Ruddlesden–Popper Perovskites with Narrow Phase Distribution for Air‐Stable Solar Cells

Abstract

2D Ruddlesden–Popper perovskites have risen to prominence as stable and efficient photovoltaic materials because of their structural diversity, rich photophysics, and low moisture ingression. However, thin films processed from stoichiometric precursor solutions possess a broad phase distribution of different number of inorganic layers with random crystal orientation, crippling device performance.
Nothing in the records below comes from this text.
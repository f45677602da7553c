//! SQLite-based storage.

use super::{children_of, Storage, StorageEntry, StorageError};
use async_trait::async_trait;
use rusqlite::{params, Connection, OptionalExtension};
use std::path::PathBuf;
use std::sync::Arc;
use tokio::sync::Mutex;

const SCHEMA: &str = r#"
PRAGMA journal_mode = WAL;

CREATE TABLE IF NOT EXISTS entries (
    key TEXT PRIMARY KEY NOT NULL,
    value BLOB NOT NULL
);
"#;

const DB_FILE: &str = "storage.db";

pub struct SqliteStorage {
    conn: Arc<Mutex<Connection>>,
}

fn backend_err(e: rusqlite::Error) -> StorageError {
    StorageError::Backend(e.to_string())
}

fn join_err(e: tokio::task::JoinError) -> StorageError {
    StorageError::Backend(format!("Task join error: {}", e))
}

impl SqliteStorage {
    pub async fn new(base_dir: PathBuf) -> Result<Self, StorageError> {
        tokio::fs::create_dir_all(&base_dir).await?;
        let db_path = base_dir.join(DB_FILE);

        // Open database in blocking task
        let conn = tokio::task::spawn_blocking(move || {
            let conn = Connection::open(&db_path).map_err(backend_err)?;
            conn.execute_batch(SCHEMA).map_err(backend_err)?;
            Ok::<_, StorageError>(conn)
        })
        .await
        .map_err(join_err)??;

        Ok(Self {
            conn: Arc::new(Mutex::new(conn)),
        })
    }
}

#[async_trait]
impl Storage for SqliteStorage {
    fn is_persistent(&self) -> bool {
        true
    }

    async fn get(&self, key: &str) -> Result<Option<StorageEntry>, StorageError> {
        let conn = self.conn.clone();
        let key = key.to_string();
        tokio::task::spawn_blocking(move || {
            let conn = conn.blocking_lock();
            let value: Option<Vec<u8>> = conn
                .query_row(
                    "SELECT value FROM entries WHERE key = ?1",
                    params![key],
                    |row| row.get(0),
                )
                .optional()
                .map_err(backend_err)?;
            Ok(value.map(|value| StorageEntry::new(key, value)))
        })
        .await
        .map_err(join_err)?
    }

    async fn put(&self, entry: StorageEntry) -> Result<(), StorageError> {
        let conn = self.conn.clone();
        tokio::task::spawn_blocking(move || {
            let conn = conn.blocking_lock();
            // Upsert keeps the original rowid so listing stays in insertion order.
            conn.execute(
                "INSERT INTO entries (key, value) VALUES (?1, ?2)
                 ON CONFLICT(key) DO UPDATE SET value = excluded.value",
                params![entry.key, entry.value],
            )
            .map_err(backend_err)?;
            Ok(())
        })
        .await
        .map_err(join_err)?
    }

    async fn delete(&self, key: &str) -> Result<(), StorageError> {
        let conn = self.conn.clone();
        let key = key.to_string();
        tokio::task::spawn_blocking(move || {
            let conn = conn.blocking_lock();
            conn.execute("DELETE FROM entries WHERE key = ?1", params![key])
                .map_err(backend_err)?;
            Ok(())
        })
        .await
        .map_err(join_err)?
    }

    async fn list(&self, prefix: &str) -> Result<Vec<String>, StorageError> {
        let conn = self.conn.clone();
        let prefix = prefix.to_string();
        tokio::task::spawn_blocking(move || {
            let conn = conn.blocking_lock();
            let mut stmt = conn
                .prepare(
                    "SELECT key FROM entries
                     WHERE substr(key, 1, length(?1)) = ?1
                     ORDER BY rowid",
                )
                .map_err(backend_err)?;
            let keys = stmt
                .query_map(params![prefix], |row| row.get::<_, String>(0))
                .map_err(backend_err)?
                .collect::<Result<Vec<_>, _>>()
                .map_err(backend_err)?;
            Ok(children_of(&prefix, keys.iter().map(String::as_str)))
        })
        .await
        .map_err(join_err)?
    }
}
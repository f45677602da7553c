//! Secrets backend: configuration, roles, and the credential lifecycle.
//!
//! ## Architecture
//!
//! ```text
//!   creds/<role> ──► request_credential ──► Role Store ──► Storage
//!                          │
//!                          ▼
//!                    IssuerCache ──► CredentialIssuer (create)
//!
//!   lease revoke ──► revoke ──► Role Store (usage count) ──► CredentialIssuer (delete)
//! ```
//!
//! Persisted keys are `config` and `role/<name>`; nothing else is written.
//!
//! Role read-modify-write is serialized per role inside this process only.
//! The storage layer has no compare-and-swap, so two processes sharing one
//! store can still race on the same role.

mod client;
mod config_store;
mod error;
mod lifecycle;
mod locks;
mod revoke;
mod roles;
mod secret;
mod template;

#[cfg(test)]
pub(crate) mod testing;

pub use client::IssuerCache;
pub use config_store::{ConfigFields, CONFIG_STORAGE_PATH};
pub use error::BackendError;
pub use roles::{normalize_role_name, ReuseMode, Role, RoleFields, ROLE_STORAGE_PREFIX};
pub use secret::{
    CredentialData, InternalData, LeaseOptions, RenewResponse, SecretResponse,
    CCLOUD_API_KEY_SECRET_TYPE,
};
pub use template::{DEFAULT_DESCRIPTION_TEMPLATE, DEFAULT_DISPLAY_NAME_TEMPLATE};

use std::sync::Arc;

use crate::issuer::IssuerFactory;
use crate::storage::SharedStorage;
use locks::RoleLocks;

/// Whether a write creates a new entry or updates an existing one.
///
/// Creates enforce required fields; updates merge only what was provided.
#[derive(Debug, Clone, Copy, PartialEq, Eq)]
pub enum WriteOperation {
    Create,
    Update,
}

/// Caller details recorded in the description of minted keys.
#[derive(Debug, Clone, Default)]
pub struct RequestContext {
    /// Mount point of this backend, e.g. `ccloud/`.
    pub mount_point: String,
    /// Request path relative to the mount, e.g. `creds/orders`.
    pub path: String,
    /// Display name of the requesting entity.
    pub display_name: String,
}

/// The secrets backend. One instance owns the storage handle, the cached
/// issuer client, and the per-role locks.
pub struct Backend {
    storage: SharedStorage,
    client: IssuerCache,
    locks: RoleLocks,
}

impl Backend {
    pub fn new(storage: SharedStorage, factory: Arc<dyn IssuerFactory>) -> Self {
        Self {
            storage,
            client: IssuerCache::new(factory),
            locks: RoleLocks::default(),
        }
    }

    pub fn storage(&self) -> &SharedStorage {
        &self.storage
    }

    /// Drop cached state derived from `key` after it changed underneath us.
    pub async fn invalidate(&self, key: &str) {
        if key == CONFIG_STORAGE_PATH {
            self.client.invalidate().await;
        }
    }
}
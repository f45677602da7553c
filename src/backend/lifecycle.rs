//! Credential issuance (`creds/<role>` path).
//!
//! Single-use roles mint a fresh key on every request and never touch role
//! state. Multi-use roles move between two states under the role lock:
//!
//! ```text
//!   Empty (usage_count == 0) ── request: mint, cache, count = 1 ──► Active
//!   Active                   ── request: count += 1              ──► Active
//!   Active                   ── last revoke: clear, delete        ──► Empty
//! ```

use chrono::Utc;
use tracing::{debug, info, warn};

use super::secret::{CredentialData, InternalData, LeaseOptions, SecretResponse};
use super::template::{self, TemplateVars};
use super::{
    normalize_role_name, Backend, BackendError, RequestContext, ReuseMode, Role,
    CCLOUD_API_KEY_SECRET_TYPE, DEFAULT_DESCRIPTION_TEMPLATE, DEFAULT_DISPLAY_NAME_TEMPLATE,
};
use crate::issuer::{CreateKeyRequest, IssuedKey};

impl Backend {
    /// Issue a credential for `role_name`.
    pub async fn request_credential(
        &self,
        ctx: &RequestContext,
        role_name: &str,
    ) -> Result<SecretResponse, BackendError> {
        let name = normalize_role_name(role_name)?;
        let role = self.require_role(&name).await?;

        match role.reuse_mode {
            ReuseMode::SingleUse => {
                let key = self.mint(ctx, &name, &role).await?;
                info!(role = %name, key_id = %key.id, "Issued single-use API key");
                Ok(secret_response(&name, &role, key))
            }
            ReuseMode::MultiUse => self.request_shared_credential(ctx, &name).await,
        }
    }

    async fn request_shared_credential(
        &self,
        ctx: &RequestContext,
        name: &str,
    ) -> Result<SecretResponse, BackendError> {
        let _guard = self.locks.lock(name).await;

        // Re-read under the lock; the role may have changed while we waited.
        let mut role = self.require_role(name).await?;
        if !role.reuse_mode.is_multi_use() {
            let key = self.mint(ctx, name, &role).await?;
            info!(role = %name, key_id = %key.id, "Issued single-use API key");
            return Ok(secret_response(name, &role, key));
        }

        if role.usage_count > 0 && role.has_cached_key() {
            role.usage_count = role.usage_count.saturating_add(1);
            self.set_role(name, &role).await?;
            debug!(role = %name, key_id = %role.cached_key_id, usage_count = role.usage_count, "Reusing shared API key");
            let key = IssuedKey {
                id: role.cached_key_id.clone(),
                secret: role.cached_key_secret.clone(),
            };
            return Ok(secret_response(name, &role, key));
        }

        let key = self.mint(ctx, name, &role).await?;
        role.cached_key_id = key.id.clone();
        role.cached_key_secret = key.secret.clone();
        role.usage_count = 1;

        if let Err(e) = self.set_role(name, &role).await {
            warn!(role = %name, key_id = %key.id, error = %e, "Failed to store shared key; deleting it");
            if let Ok(client) = self.client.get_or_construct(self.storage.as_ref()).await {
                if let Err(del) = client.delete_key(&key.id).await {
                    warn!(key_id = %key.id, error = %del, "Failed to delete unstored API key");
                }
            }
            return Err(e);
        }

        info!(role = %name, key_id = %key.id, "Issued shared API key");
        Ok(secret_response(name, &role, key))
    }

    /// Create one key pair for `role` through the issuer.
    async fn mint(
        &self,
        ctx: &RequestContext,
        name: &str,
        role: &Role,
    ) -> Result<IssuedKey, BackendError> {
        let client = self.client.get_or_construct(self.storage.as_ref()).await?;

        let vars = TemplateVars {
            role_name: name.to_string(),
            display_name: ctx.display_name.clone(),
            path: format!("{}{}", ctx.mount_point, ctx.path),
            unix_time: Utc::now().timestamp(),
        };
        let display_name = template::render(
            role.display_name_template
                .as_deref()
                .unwrap_or(DEFAULT_DISPLAY_NAME_TEMPLATE),
            &vars,
        )
        .map_err(BackendError::Validation)?;
        let description = template::render(
            role.description_template
                .as_deref()
                .unwrap_or(DEFAULT_DESCRIPTION_TEMPLATE),
            &vars,
        )
        .map_err(BackendError::Validation)?;

        let request = CreateKeyRequest {
            owner: role.owner.clone(),
            owner_env: role.owner_env.clone(),
            resource: role.resource.clone(),
            resource_env: role.resource_env.clone(),
            display_name,
            description,
        };
        let key = client
            .create_key(&request)
            .await
            .map_err(|e| BackendError::Issuance(e.to_string()))?;

        if key.id.is_empty() || key.secret.is_empty() {
            return Err(BackendError::Issuance(
                "received an invalid CCloud API key".to_string(),
            ));
        }
        Ok(key)
    }
}

fn secret_response(name: &str, role: &Role, key: IssuedKey) -> SecretResponse {
    SecretResponse {
        secret_type: CCLOUD_API_KEY_SECRET_TYPE,
        internal: InternalData {
            key_id: key.id.clone(),
            role: name.to_string(),
            multi_use: role.reuse_mode.is_multi_use(),
        },
        data: CredentialData::new(key.id, key.secret, &role.resource),
        lease: LeaseOptions::from_role(role),
    }
}
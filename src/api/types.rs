//! API request and response types.

use axum::{
    http::StatusCode,
    response::{IntoResponse, Json, Response},
};
use serde::{Deserialize, Serialize};

use crate::backend::BackendError;
use crate::util::deserialize_opt_duration;
use std::time::Duration;

use super::leases::LeaseError;

/// Error body: `{"errors": ["..."]}` with a status derived from the error kind.
#[derive(Debug)]
pub struct ApiError {
    pub status: StatusCode,
    pub message: String,
}

impl ApiError {
    pub fn new(status: StatusCode, message: impl Into<String>) -> Self {
        Self {
            status,
            message: message.into(),
        }
    }

    pub fn not_found(message: impl Into<String>) -> Self {
        Self::new(StatusCode::NOT_FOUND, message)
    }
}

impl From<BackendError> for ApiError {
    fn from(err: BackendError) -> Self {
        let status = match &err {
            BackendError::Validation(_) => StatusCode::BAD_REQUEST,
            BackendError::NotFound(_) => StatusCode::NOT_FOUND,
            BackendError::Configuration(_) | BackendError::ClientUnavailable(_) => {
                StatusCode::SERVICE_UNAVAILABLE
            }
            BackendError::Issuance(_) | BackendError::Revocation(_) => StatusCode::BAD_GATEWAY,
            BackendError::Storage(_) => StatusCode::INTERNAL_SERVER_ERROR,
        };
        if status.is_server_error() {
            tracing::error!(error = %err, "Request failed");
        }
        Self::new(status, err.to_string())
    }
}

impl From<LeaseError> for ApiError {
    fn from(err: LeaseError) -> Self {
        let status = match &err {
            LeaseError::NotFound(_) => StatusCode::NOT_FOUND,
            LeaseError::MaxTtlReached(_) => StatusCode::BAD_REQUEST,
        };
        Self::new(status, err.to_string())
    }
}

impl IntoResponse for ApiError {
    fn into_response(self) -> Response {
        (
            self.status,
            Json(serde_json::json!({ "errors": [self.message] })),
        )
            .into_response()
    }
}

pub type ApiResult<T> = Result<T, ApiError>;

/// Standard success envelope: `{"data": ...}`.
#[derive(Debug, Clone, Serialize)]
pub struct DataResponse<T> {
    pub data: T,
}

impl<T> DataResponse<T> {
    pub fn new(data: T) -> Json<Self> {
        Json(Self { data })
    }
}

/// Body of a list response.
#[derive(Debug, Clone, Serialize)]
pub struct KeysResponse {
    pub keys: Vec<String>,
}

/// Request to revoke a lease.
#[derive(Debug, Clone, Deserialize)]
pub struct RevokeLeaseRequest {
    pub lease_id: String,
}

/// Request to renew a lease.
#[derive(Debug, Clone, Deserialize)]
pub struct RenewLeaseRequest {
    pub lease_id: String,
    /// Requested extension from now; defaults to the role's TTL.
    #[serde(default, deserialize_with = "deserialize_opt_duration")]
    pub increment: Option<Duration>,
}

/// Lease details returned by issue and renew.
#[derive(Debug, Clone, Serialize)]
pub struct LeaseResponse<T> {
    pub lease_id: String,
    /// Seconds until the lease expires.
    pub lease_duration: u64,
    pub renewable: bool,
    pub data: T,
}

/// Health check response.
#[derive(Debug, Clone, Serialize)]
pub struct HealthResponse {
    pub status: String,
    pub version: String,
    pub outstanding_leases: usize,
}
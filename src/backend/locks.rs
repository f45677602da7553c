//! Per-role in-process locks.

use std::collections::HashMap;
use std::sync::Arc;
use tokio::sync::{Mutex, OwnedMutexGuard};

/// Map of role name to mutex, created on demand.
#[derive(Default)]
pub struct RoleLocks {
    locks: Mutex<HashMap<String, Arc<Mutex<()>>>>,
}

impl RoleLocks {
    /// Wait for exclusive access to `name`'s stored state.
    pub async fn lock(&self, name: &str) -> OwnedMutexGuard<()> {
        let lock = {
            let mut locks = self.locks.lock().await;
            Arc::clone(locks.entry(name.to_string()).or_default())
        };
        lock.lock_owned().await
    }

    /// Drop the lock entry for `name` unless someone is holding or waiting on it.
    pub async fn forget(&self, name: &str) {
        let mut locks = self.locks.lock().await;
        if let Some(lock) = locks.get(name) {
            if Arc::strong_count(lock) == 1 {
                locks.remove(name);
            }
        }
    }

    #[cfg(test)]
    pub async fn len(&self) -> usize {
        self.locks.lock().await.len()
    }
}
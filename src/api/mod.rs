//! HTTP adapter for the secrets backend.
//!
//! ## Endpoints
//!
//! - `GET|POST|PATCH|DELETE /v1/config` - Issuer endpoint and credentials
//! - `GET /v1/role` - List role names
//! - `GET|POST|PATCH|DELETE /v1/role/{name}` - Role policy
//! - `GET|POST /v1/creds/{name}` - Issue a credential for a role
//! - `GET /v1/leases` - List outstanding leases
//! - `POST /v1/leases/revoke` - Revoke a lease now
//! - `POST /v1/leases/renew` - Renew a lease
//! - `GET /v1/health` - Health check
//!
//! Errors are returned as `{"errors": ["..."]}`.

mod config;
mod creds;
pub mod leases;
mod roles;
mod routes;
pub mod types;

pub use creds::DISPLAY_NAME_HEADER;
pub use routes::{router, serve, AppState};
pub use types::*;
The effect of methylammonium chloride (MACl) and 3‐amino‐4‐phenolsulfonic acid (APSA) on the fabrication of perpendicularly oriented (PEA)2MA4Pb5I16 films with narrow phase distribution using antisolvent and hot‐casting processing techniques is investigated. MACl plays a critical role in suppressing parasitic n ≤ 2 and 3D‐like phases. APSA performs the dual function of trap passivation and further narrowing phase polydispersity through strong coordination with Pb2+. Ex situ grazing‐incident wide‐angle X‐Ray scattering (GIWAXS) and ultrafast spectroscopic characterization reveal uniformly mixed‐phase distribution with disordered orientation in antisolvent treated films, while additive‐assisted hot‐casting treatment results in oriented, reverse‐graded phase distribution, i.e., small‐n on the film surface and large‐n at the bottom. Arising thin films enable efficient p–i–n solar cells with an efficiency of 14.34%, and a Voc of 1.20 V, retaining 96% initial efficiency after 1440 h under ambient conditions (RH = 50–60%) without encapsulation.